Health Status and Quality of Life in Patients With Stable Coronary Artery Disease and Chronic Kidney Disease Treated With Optimal Medical Therapy or Percutaneous Coronary Intervention (Post Hoc Findings from the COURAGE Trial)
Department of Medicine, Veterans Affairs New York Harbor Health Care System, New York University School of Medicine, New York, New York. Electronic address: .The American journal of cardiology (Impact Factor: 3.28). 12/2013; 112(11):1703–1708. DOI: 10.1016/j.amjcard.2013.07.034
Chronic kidney disease (CKD) is an important clinical co-morbidity that increases the risk of death and myocardial infarction in patients with coronary artery disease (CAD) even when treated with guideline-directed therapies. It is unknown, however, whether CKD influences the effects of CAD treatments on patients' health status, their symptoms, function, and quality of life.

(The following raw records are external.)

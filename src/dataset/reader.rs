//! Reading epoched recordings from disk

use super::preprocess::{self, Baseline, Reference};
use crate::error::{DecoderError, Result};
use ndarray::Array3;
use serde::{Deserialize, Serialize};
use std::collections::BTreeMap;
use std::fs;
use std::path::Path;
use tracing::debug;

/// Epoched recording of one file
#[derive(Debug, Clone)]
pub struct Recording {
    /// `(epochs, channels, times)`
    pub data: Array3<f64>,
    /// Event code of every epoch
    pub events: Vec<i64>,
    pub channel_names: Vec<String>,
    pub sfreq: f64,
    /// Time of the first sample relative to the event, in seconds
    pub tmin: f64,
    /// Pass band already applied to the data, if known
    pub highpass: Option<f64>,
    pub lowpass: Option<f64>,
    /// Optional names for event codes
    pub event_names: BTreeMap<i64, String>,
}

impl Recording {
    pub fn n_epochs(&self) -> usize {
        self.data.shape()[0]
    }

    pub fn n_times(&self) -> usize {
        self.data.shape()[2]
    }
}

/// Parameters applied while reading a recording
#[derive(Debug, Clone, Default, PartialEq, Serialize, Deserialize)]
#[serde(default)]
pub struct ReadOptions {
    pub tmin: Option<f64>,
    pub tmax: Option<f64>,
    pub picks: Option<Vec<String>>,
    pub bads: Vec<String>,
    /// `(l_freq, h_freq)`; a missing edge keeps the recording's own band
    pub filter_band: (Option<f64>, Option<f64>),
    /// Target sampling frequency (integer division of the original)
    pub resample: Option<f64>,
    pub baseline: Option<Baseline>,
    /// Event codes to keep
    pub event_ids: Option<Vec<i64>>,
    pub reference: Option<Reference>,
}

impl ReadOptions {
    /// Apply every option in order: events, channels, reference, filter,
    /// crop, resample, baseline.
    pub fn apply(&self, rec: &mut Recording) -> Result<()> {
        if let Some(codes) = &self.event_ids {
            preprocess::select_events(rec, codes);
        }
        preprocess::pick_channels(rec, self.picks.as_deref(), &self.bads)?;
        if let Some(reference) = &self.reference {
            preprocess::rereference(rec, reference)?;
        }
        let (l_freq, h_freq) = self.filter_band;
        preprocess::bandpass(rec, l_freq, h_freq)?;
        if self.tmin.is_some() || self.tmax.is_some() {
            preprocess::crop(rec, self.tmin, self.tmax)?;
        }
        if let Some(target) = self.resample {
            preprocess::resample(rec, target)?;
        }
        if let Some(baseline) = self.baseline {
            preprocess::apply_baseline(rec, baseline)?;
        }
        Ok(())
    }
}

/// Source of epoched recordings
pub trait RecordingReader: Send + Sync {
    /// Whether this reader understands `path`.
    fn accepts(&self, path: &Path) -> bool;

    /// Read `path` and apply `options`.
    fn read(&self, path: &Path, options: &ReadOptions) -> Result<Recording>;
}

#[derive(Debug, Serialize, Deserialize)]
struct EpochFile {
    sfreq: f64,
    #[serde(default)]
    tmin: f64,
    channels: Vec<String>,
    #[serde(default)]
    highpass: Option<f64>,
    #[serde(default)]
    lowpass: Option<f64>,
    #[serde(default)]
    event_id: BTreeMap<String, i64>,
    events: Vec<i64>,
    /// `[epoch][channel][time]`
    data: Vec<Vec<Vec<f64>>>,
}

/// Reader for `*.epochs.json` files
#[derive(Debug, Clone, Default)]
pub struct JsonEpochReader;

impl JsonEpochReader {
    pub const EXTENSION: &'static str = ".epochs.json";

    pub fn new() -> Self {
        Self
    }

    fn parse(path: &Path) -> Result<Recording> {
        let text = fs::read_to_string(path)?;
        let file: EpochFile = serde_json::from_str(&text).map_err(|e| {
            DecoderError::AssemblyError(format!("{}: {}", path.display(), e))
        })?;

        let n_epochs = file.data.len();
        let n_channels = file.channels.len();
        let n_times = file.data.first().and_then(|e| e.first()).map_or(0, |c| c.len());
        if file.events.len() != n_epochs {
            return Err(DecoderError::AssemblyError(format!(
                "{}: {} events for {} epochs",
                path.display(),
                file.events.len(),
                n_epochs
            )));
        }
        if file.sfreq <= 0.0 {
            return Err(DecoderError::AssemblyError(format!(
                "{}: sampling frequency must be positive",
                path.display()
            )));
        }

        let mut flat = Vec::with_capacity(n_epochs * n_channels * n_times);
        for (e, epoch) in file.data.iter().enumerate() {
            if epoch.len() != n_channels || epoch.iter().any(|c| c.len() != n_times) {
                return Err(DecoderError::AssemblyError(format!(
                    "{}: epoch {} is not {} channels x {} samples",
                    path.display(),
                    e,
                    n_channels,
                    n_times
                )));
            }
            for channel in epoch {
                flat.extend_from_slice(channel);
            }
        }
        let data = Array3::from_shape_vec((n_epochs, n_channels, n_times), flat)?;

        Ok(Recording {
            data,
            events: file.events,
            channel_names: file.channels,
            sfreq: file.sfreq,
            tmin: file.tmin,
            highpass: file.highpass,
            lowpass: file.lowpass,
            event_names: file.event_id.into_iter().map(|(name, code)| (code, name)).collect(),
        })
    }

    /// Write a recording in the format [`JsonEpochReader`] reads.
    pub fn write(path: &Path, rec: &Recording) -> Result<()> {
        let file = EpochFile {
            sfreq: rec.sfreq,
            tmin: rec.tmin,
            channels: rec.channel_names.clone(),
            highpass: rec.highpass,
            lowpass: rec.lowpass,
            event_id: rec.event_names.iter().map(|(code, name)| (name.clone(), *code)).collect(),
            events: rec.events.clone(),
            data: rec
                .data
                .outer_iter()
                .map(|epoch| epoch.outer_iter().map(|c| c.to_vec()).collect())
                .collect(),
        };
        fs::write(path, serde_json::to_string(&file)?)?;
        Ok(())
    }
}

impl RecordingReader for JsonEpochReader {
    fn accepts(&self, path: &Path) -> bool {
        path.is_file()
            && path
                .file_name()
                .and_then(|n| n.to_str())
                .map_or(false, |n| n.ends_with(Self::EXTENSION))
    }

    fn read(&self, path: &Path, options: &ReadOptions) -> Result<Recording> {
        let mut rec = Self::parse(path)?;
        options.apply(&mut rec).map_err(|e| match e {
            DecoderError::AssemblyError(msg) => {
                DecoderError::AssemblyError(format!("{}: {}", path.display(), msg))
            }
            other => other,
        })?;
        debug!(
            file = %path.display(),
            epochs = rec.n_epochs(),
            channels = rec.channel_names.len(),
            times = rec.n_times(),
            "Read recording"
        );
        Ok(rec)
    }
}

#[cfg(test)]
mod tests {
    use super::*;
    use tempfile::tempdir;

    fn sample() -> Recording {
        Recording {
            data: Array3::from_shape_fn((3, 2, 10), |(e, c, t)| (e * 100 + c * 10 + t) as f64),
            events: vec![1, 2, 1],
            channel_names: vec!["C3".into(), "C4".into()],
            sfreq: 10.0,
            tmin: -0.2,
            highpass: None,
            lowpass: None,
            event_names: [(1, "left".to_string()), (2, "right".to_string())].into_iter().collect(),
        }
    }

    #[test]
    fn test_write_then_read() {
        let dir = tempdir().unwrap();
        let path = dir.path().join("s01.epochs.json");
        JsonEpochReader::write(&path, &sample()).unwrap();

        let reader = JsonEpochReader::new();
        assert!(reader.accepts(&path));
        let rec = reader.read(&path, &ReadOptions::default()).unwrap();
        assert_eq!(rec.data, sample().data);
        assert_eq!(rec.event_names[&2], "right");
        assert!((rec.tmin + 0.2).abs() < 1e-12);
    }

    #[test]
    fn test_options_select_and_crop() {
        let dir = tempdir().unwrap();
        let path = dir.path().join("s01.epochs.json");
        JsonEpochReader::write(&path, &sample()).unwrap();

        let options = ReadOptions {
            event_ids: Some(vec![1]),
            tmin: Some(0.0),
            tmax: Some(0.4),
            picks: Some(vec!["C4".into()]),
            ..Default::default()
        };
        let rec = JsonEpochReader::new().read(&path, &options).unwrap();
        assert_eq!(rec.data.shape(), &[2, 1, 5]);
        assert_eq!(rec.data[[1, 0, 0]], 212.0);
    }

    #[test]
    fn test_malformed_file_is_assembly_error() {
        let dir = tempdir().unwrap();
        let path = dir.path().join("bad.epochs.json");
        std::fs::write(&path, r#"{"sfreq": 10, "channels": ["a"], "events": [1, 2], "data": [[[1.0]]]}"#)
            .unwrap();
        let err = JsonEpochReader::new().read(&path, &ReadOptions::default()).unwrap_err();
        assert!(matches!(err, DecoderError::AssemblyError(_)));
        assert!(!JsonEpochReader::new().accepts(&dir.path().join("notes.txt")));
    }
}
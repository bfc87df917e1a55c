//! Named registry of pipelines and their search descriptors
//!
//! Iteration order is the byte-wise lexicographic order of pipeline names.
//! Every fold pass, tuning pass, run log and prediction artifact follows it.

use super::builtin::{BuiltinPipeline, BUILTIN_NAMES};
use super::params::ParamValue;
use super::Classifier;
use crate::error::{DecoderError, Result};
use serde::{Deserialize, Serialize};
use std::collections::BTreeMap;

/// Draws per randomized search when none is given
pub const DEFAULT_N_ITER: usize = 10;

/// How a pipeline's hyperparameters are searched
#[derive(Debug, Clone, Copy, PartialEq, Eq, Serialize, Deserialize)]
#[serde(rename_all = "UPPERCASE")]
pub enum TuningMode {
    None,
    Grid,
    Random,
}

/// Values of one grid axis
#[derive(Debug, Clone, PartialEq, Serialize, Deserialize)]
#[serde(rename_all = "snake_case")]
pub enum GridAxis {
    Values(Vec<ParamValue>),
    /// Staircase candidates for the dataset's channel count
    Staircase,
}

/// Search descriptor of a catalog entry
#[derive(Debug, Clone, PartialEq, Serialize, Deserialize)]
#[serde(tag = "mode", rename_all = "UPPERCASE")]
pub enum TuningSpec {
    None,
    Grid { grid: BTreeMap<String, GridAxis> },
    /// Every named parameter is drawn uniformly from `[1, channels / 2]`
    Random { params: Vec<String>, n_iter: usize },
}

impl Default for TuningSpec {
    fn default() -> Self {
        TuningSpec::None
    }
}

impl TuningSpec {
    pub fn grid(grid: BTreeMap<String, GridAxis>) -> Self {
        TuningSpec::Grid { grid }
    }

    pub fn random(params: Vec<String>, n_iter: Option<usize>) -> Self {
        TuningSpec::Random {
            params,
            n_iter: n_iter.unwrap_or(DEFAULT_N_ITER),
        }
    }

    pub fn mode(&self) -> TuningMode {
        match self {
            TuningSpec::None => TuningMode::None,
            TuningSpec::Grid { .. } => TuningMode::Grid,
            TuningSpec::Random { .. } => TuningMode::Random,
        }
    }
}

/// One named pipeline
#[derive(Debug, Clone)]
pub struct PipelineEntry {
    pub name: String,
    pub estimator: Box<dyn Classifier>,
    pub tuning: TuningSpec,
}

/// Registry of active pipelines
#[derive(Debug, Clone, Default)]
pub struct PipelineCatalog {
    entries: BTreeMap<String, PipelineEntry>,
}

impl PipelineCatalog {
    /// Create an empty catalog
    pub fn new() -> Self {
        Self::default()
    }

    /// Catalog of built-in pipelines, all of them when `names` is `None`.
    pub fn with_builtins(names: Option<&[String]>) -> Result<Self> {
        let names: Vec<String> = match names {
            Some(names) => names.to_vec(),
            None => BUILTIN_NAMES.iter().map(|n| n.to_string()).collect(),
        };
        let mut catalog = Self::new();
        for name in names {
            let pipeline = BuiltinPipeline::from_name(&name).ok_or_else(|| {
                DecoderError::ConfigError(format!(
                    "unknown pipeline {}, expected one of {}",
                    name,
                    BUILTIN_NAMES.join(", ")
                ))
            })?;
            let tuning = pipeline.default_tuning();
            catalog.add_or_modify(&name, Box::new(pipeline), tuning);
        }
        Ok(catalog)
    }

    /// Insert or replace an entry. Returns `true` when the name is new.
    pub fn add_or_modify(&mut self, name: &str, estimator: Box<dyn Classifier>, tuning: TuningSpec) -> bool {
        let entry = PipelineEntry {
            name: name.to_string(),
            estimator,
            tuning,
        };
        self.entries.insert(name.to_string(), entry).is_none()
    }

    /// Remove every name in `names`. Nothing is removed unless all exist.
    pub fn delete<S: AsRef<str>>(&mut self, names: &[S]) -> Result<()> {
        if let Some(missing) = names.iter().find(|n| !self.entries.contains_key(n.as_ref())) {
            return Err(DecoderError::PipelineNotFound(missing.as_ref().to_string()));
        }
        for name in names {
            self.entries.remove(name.as_ref());
        }
        Ok(())
    }

    /// Replace only the search descriptor of `name`.
    pub fn modify_parameters(&mut self, name: &str, tuning: TuningSpec) -> Result<()> {
        let entry = self
            .entries
            .get_mut(name)
            .ok_or_else(|| DecoderError::PipelineNotFound(name.to_string()))?;
        entry.tuning = tuning;
        Ok(())
    }

    /// Replace only the estimator of `name`.
    pub fn replace_estimator(&mut self, name: &str, estimator: Box<dyn Classifier>) -> Result<()> {
        let entry = self
            .entries
            .get_mut(name)
            .ok_or_else(|| DecoderError::PipelineNotFound(name.to_string()))?;
        entry.estimator = estimator;
        Ok(())
    }

    pub fn get(&self, name: &str) -> Option<&PipelineEntry> {
        self.entries.get(name)
    }

    pub fn get_mut(&mut self, name: &str) -> Option<&mut PipelineEntry> {
        self.entries.get_mut(name)
    }

    pub fn contains(&self, name: &str) -> bool {
        self.entries.contains_key(name)
    }

    /// Names in catalog order
    pub fn names(&self) -> Vec<String> {
        self.entries.keys().cloned().collect()
    }

    /// Entries in catalog order
    pub fn iter(&self) -> impl Iterator<Item = &PipelineEntry> {
        self.entries.values()
    }

    pub fn len(&self) -> usize {
        self.entries.len()
    }

    pub fn is_empty(&self) -> bool {
        self.entries.is_empty()
    }
}

#[cfg(test)]
mod tests {
    use super::*;

    #[test]
    fn test_builtin_catalog_is_sorted() {
        let catalog = PipelineCatalog::with_builtins(None).unwrap();
        assert_eq!(catalog.names(), vec!["CSP", "ERPLR", "LogVarNB", "MDM", "TSLR"]);
        assert_eq!(catalog.get("TSLR").unwrap().tuning.mode(), TuningMode::Grid);
        assert_eq!(catalog.get("MDM").unwrap().tuning.mode(), TuningMode::None);
    }

    #[test]
    fn test_unknown_builtin() {
        let names = vec!["MDM".to_string(), "Xdawn".to_string()];
        let err = PipelineCatalog::with_builtins(Some(&names)).unwrap_err();
        assert!(matches!(err, DecoderError::ConfigError(_)));
    }

    #[test]
    fn test_add_or_modify_reports_new() {
        let mut catalog = PipelineCatalog::new();
        let mdm = BuiltinPipeline::from_name("MDM").unwrap();
        assert!(catalog.add_or_modify("mine", Box::new(mdm.clone()), TuningSpec::None));
        assert!(!catalog.add_or_modify("mine", Box::new(mdm), TuningSpec::random(vec!["x".into()], None)));
        assert_eq!(catalog.len(), 1);
        assert_eq!(
            catalog.get("mine").unwrap().tuning,
            TuningSpec::Random { params: vec!["x".into()], n_iter: DEFAULT_N_ITER }
        );
    }

    #[test]
    fn test_delete_is_atomic() {
        let mut catalog = PipelineCatalog::with_builtins(None).unwrap();
        let err = catalog.delete(&["CSP", "nope"]).unwrap_err();
        assert!(matches!(err, DecoderError::PipelineNotFound(ref n) if n == "nope"));
        assert!(catalog.contains("CSP"));

        catalog.delete(&["CSP", "MDM"]).unwrap();
        assert_eq!(catalog.names(), vec!["ERPLR", "LogVarNB", "TSLR"]);
    }

    #[test]
    fn test_modify_parameters_keeps_estimator() {
        let mut catalog = PipelineCatalog::with_builtins(Some(&["ERPLR".to_string()])).unwrap();
        catalog.modify_parameters("ERPLR", TuningSpec::None).unwrap();
        let entry = catalog.get("ERPLR").unwrap();
        assert_eq!(entry.tuning, TuningSpec::None);
        assert_eq!(entry.estimator.params()["factor"], ParamValue::Int(2));
        assert!(catalog.modify_parameters("nope", TuningSpec::None).is_err());
    }

    #[test]
    fn test_tuning_spec_json() {
        let spec: TuningSpec = serde_json::from_str(r#"{"mode": "RANDOM", "params": ["n_components"], "n_iter": 4}"#).unwrap();
        assert_eq!(spec.mode(), TuningMode::Random);
        let grid: TuningSpec = serde_json::from_str(r#"{"mode": "GRID", "grid": {"nelec": "staircase"}}"#).unwrap();
        assert_eq!(grid.mode(), TuningMode::Grid);
    }
}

We performed a post hoc analysis of the Clinical Outcomes Utilizing Revascularization and Aggressive Drug Evaluation (COURAGE) study to compare health status in patients with stable CAD with and without CKD defined as a glomerular filtration rate of <60 ml/min/1.73 m2 randomized to either percutaneous coronary intervention (PCI) and optimal medical therapy (OMT) or OMT alone. Health status was measured at baseline, 1, 3, 6, 12, 24, and 36 months of follow-up with the Seattle Angina Questionnaire in 310 patients with CKD and 1,719 patients without CKD. Linear mixed-effects models were used to analyze Seattle Angina Questionnaire scores longitudinally. Mean scores for angina-related quality of life, angina frequency, and physical limitation domains improved from baseline values in both patients with and without CKD and plateaued. Early improvement (1 to 6 months) was more common in patients treated with PCI plus OMT than with OMT alone in both patients with and without CKD. Treatment satisfaction scores were high at baseline in all groups and did not change significantly over time. In conclusion, although CKD is an important determinant of event-free survival in patients with stable CAD, it neither precludes satisfactory treatment of angina with PCI plus OMT or OMT alone nor is it associated with an unsatisfactory quality of life.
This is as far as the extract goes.